:: PROBLEM TO SOLVE ::
Where a line in the material below has the string "usize", please report it.

:: GIVEN DATA ::
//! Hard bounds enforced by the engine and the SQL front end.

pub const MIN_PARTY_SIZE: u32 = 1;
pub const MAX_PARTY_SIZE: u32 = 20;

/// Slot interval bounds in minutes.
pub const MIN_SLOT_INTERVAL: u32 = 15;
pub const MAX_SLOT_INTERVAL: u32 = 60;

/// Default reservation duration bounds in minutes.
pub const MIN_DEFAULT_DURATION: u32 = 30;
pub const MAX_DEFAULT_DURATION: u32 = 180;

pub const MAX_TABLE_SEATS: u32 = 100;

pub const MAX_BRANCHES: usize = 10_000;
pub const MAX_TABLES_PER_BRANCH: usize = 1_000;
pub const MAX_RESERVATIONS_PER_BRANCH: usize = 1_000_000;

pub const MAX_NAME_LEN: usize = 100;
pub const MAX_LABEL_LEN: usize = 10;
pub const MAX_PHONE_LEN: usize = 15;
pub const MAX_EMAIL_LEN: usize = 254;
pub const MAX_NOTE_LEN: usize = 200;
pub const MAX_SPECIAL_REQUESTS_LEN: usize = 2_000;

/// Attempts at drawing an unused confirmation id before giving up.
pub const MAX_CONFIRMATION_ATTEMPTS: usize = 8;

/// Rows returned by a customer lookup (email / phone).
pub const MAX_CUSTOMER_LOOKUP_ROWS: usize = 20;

:: ANSWER TO THIS PROBLEM ::
pub const MAX_BRANCHES: usize = 10_000;
pub const MAX_TABLES_PER_BRANCH: usize = 1_000;
pub const MAX_RESERVATIONS_PER_BRANCH: usize = 1_000_000;
pub const MAX_NAME_LEN: usize = 100;
pub const MAX_LABEL_LEN: usize = 10;
pub const MAX_PHONE_LEN: usize = 15;
pub const MAX_EMAIL_LEN: usize = 254;
pub const MAX_NOTE_LEN: usize = 200;
pub const MAX_SPECIAL_REQUESTS_LEN: usize = 2_000;
pub const MAX_CONFIRMATION_ATTEMPTS: usize = 8;
pub const MAX_CUSTOMER_LOOKUP_ROWS: usize = 20;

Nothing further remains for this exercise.